**Work required:** Count each line below that has the word "SeqCst" in it, and give only the total.

========

use std::sync::atomic::{AtomicUsize, Ordering};

use tracing::debug;

use shelve_filter::backend::FilterBackend;
use shelve_filter::entry::Entry;
use shelve_filter::error::FilterError;
use shelve_filter::field::FieldSelector;
use shelve_filter::operator::FilterOperator;
use shelve_filter::predicate::Predicate;
use shelve_filter::value::FilterValue;

/// In-memory [`FilterBackend`] whose native filters are [`Predicate`] trees.
///
/// The backend counts live handles so tests can check that nothing leaks,
/// and can be told to fail after a number of constructions.
#[derive(Debug, Default)]
pub struct MemoryBackend {
    live: AtomicUsize,
    built: AtomicUsize,
    fail_after: Option<usize>,
}

impl MemoryBackend {
    /// Create a new backend that never fails.
    pub fn new() -> Self {
        Self::default()
    }

    /// Create a backend whose constructions start failing once `n` of them
    /// have succeeded.
    pub fn failing_after(n: usize) -> Self {
        Self {
            fail_after: Some(n),
            ..Self::default()
        }
    }

    /// Number of handles built and not yet released or consumed.
    pub fn live_handles(&self) -> usize {
        self.live.load(Ordering::SeqCst)
    }

    /// Search `entries` for the ones matching `filter`.
    pub fn select<'e>(
        &self,
        filter: &Predicate,
        entries: &'e [Entry],
    ) -> Result<Vec<&'e Entry>, FilterError> {
        filter.validate()?;
        let mut selected = Vec::new();
        for entry in entries {
            if filter.matches(entry)? {
                selected.push(entry);
            }
        }
        debug!(
            scanned = entries.len(),
            selected = selected.len(),
            "memory backend search"
        );
        Ok(selected)
    }

    fn reserve(&self) -> Result<(), FilterError> {
        let n = self.built.fetch_add(1, Ordering::SeqCst);
        match self.fail_after {
            Some(limit) if n >= limit => Err(FilterError::Backend(format!(
                "construction limit of {limit} filters reached"
            ))),
            _ => Ok(()),
        }
    }

    /// Account for a combinator that consumes `children` handles. On
    /// failure the children are released before the error is returned.
    fn combine(&self, children: usize) -> Result<(), FilterError> {
        if let Err(err) = self.reserve() {
            self.live.fetch_sub(children, Ordering::SeqCst);
            return Err(err);
        }
        self.live.fetch_sub(children - 1, Ordering::SeqCst);
        Ok(())
    }
}

impl FilterBackend for MemoryBackend {
    type Filter = Predicate;

    fn compare(
        &self,
        op: FilterOperator,
        field: &FieldSelector,
        value: &FilterValue,
    ) -> Result<Predicate, FilterError> {
        let leaf = Predicate::compare(op, field.clone(), value.clone())?;
        self.reserve()?;
        self.live.fetch_add(1, Ordering::SeqCst);
        Ok(leaf)
    }

    fn and(&self, left: Predicate, right: Predicate) -> Result<Predicate, FilterError> {
        self.combine(2)?;
        Ok(left.and(right))
    }

    fn or(&self, left: Predicate, right: Predicate) -> Result<Predicate, FilterError> {
        self.combine(2)?;
        Ok(left.or(right))
    }

    fn not(&self, inner: Predicate) -> Result<Predicate, FilterError> {
        self.combine(1)?;
        Ok(inner.negate())
    }

    fn validate(&self, filter: &Predicate) -> Result<(), FilterError> {
        filter.validate()
    }

    fn free(&self, _filter: Predicate) {
        self.live.fetch_sub(1, Ordering::SeqCst);
    }
}

#[cfg(test)]
mod tests {
    use shelve_filter::backend::OwnedFilter;
    use shelve_filter::entry::FileType;
    use shelve_filter::field::statx;
    use shelve_filter::testing::run_backend_conformance_tests;

    use super::*;

    fn size_above(n: u64) -> Predicate {
        Predicate::compare(
            FilterOperator::StrictlyGreater,
            FieldSelector::statx(statx::SIZE),
            FilterValue::Uint(n),
        )
        .unwrap()
    }

    #[test]
    fn conformance() {
        let backend = MemoryBackend::new();
        run_backend_conformance_tests(&backend).expect("conformance tests should pass");
        assert_eq!(backend.live_handles(), 0);
    }

    #[test]
    fn combinators_consume_children() {
        let backend = MemoryBackend::new();
        let tree = size_above(1).and(size_above(2)).negate();
        let filter = OwnedFilter::build(&backend, &tree).unwrap();
        assert_eq!(backend.live_handles(), 1);
        drop(filter);
        assert_eq!(backend.live_handles(), 0);
    }

    #[test]
    fn failure_releases_siblings() {
        // Two leaves succeed, the combinator joining them fails.
        let backend = MemoryBackend::failing_after(2);
        let tree = size_above(1).and(size_above(2)).or(size_above(3));
        let result = OwnedFilter::build(&backend, &tree);
        assert!(matches!(result, Err(FilterError::Backend(_))));
        assert_eq!(backend.live_handles(), 0);
    }

    #[test]
    fn failure_on_leaf_releases_built_sibling() {
        let backend = MemoryBackend::failing_after(1);
        let tree = size_above(1).and(size_above(2));
        assert!(OwnedFilter::build(&backend, &tree).is_err());
        assert_eq!(backend.live_handles(), 0);
    }

    #[test]
    fn select_filters_entries() {
        let backend = MemoryBackend::new();
        let entries = vec![
            Entry::new("/a", FileType::File).with_size(10),
            Entry::new("/b", FileType::File).with_size(2000),
            Entry::new("/c", FileType::Dir),
        ];
        let filter = OwnedFilter::build(&backend, &size_above(100)).unwrap();
        let hits = backend.select(filter.get().unwrap(), &entries).unwrap();
        assert_eq!(hits.len(), 1);
        assert_eq!(hits[0].path, "/b");
    }
}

========

**Finished task:** 6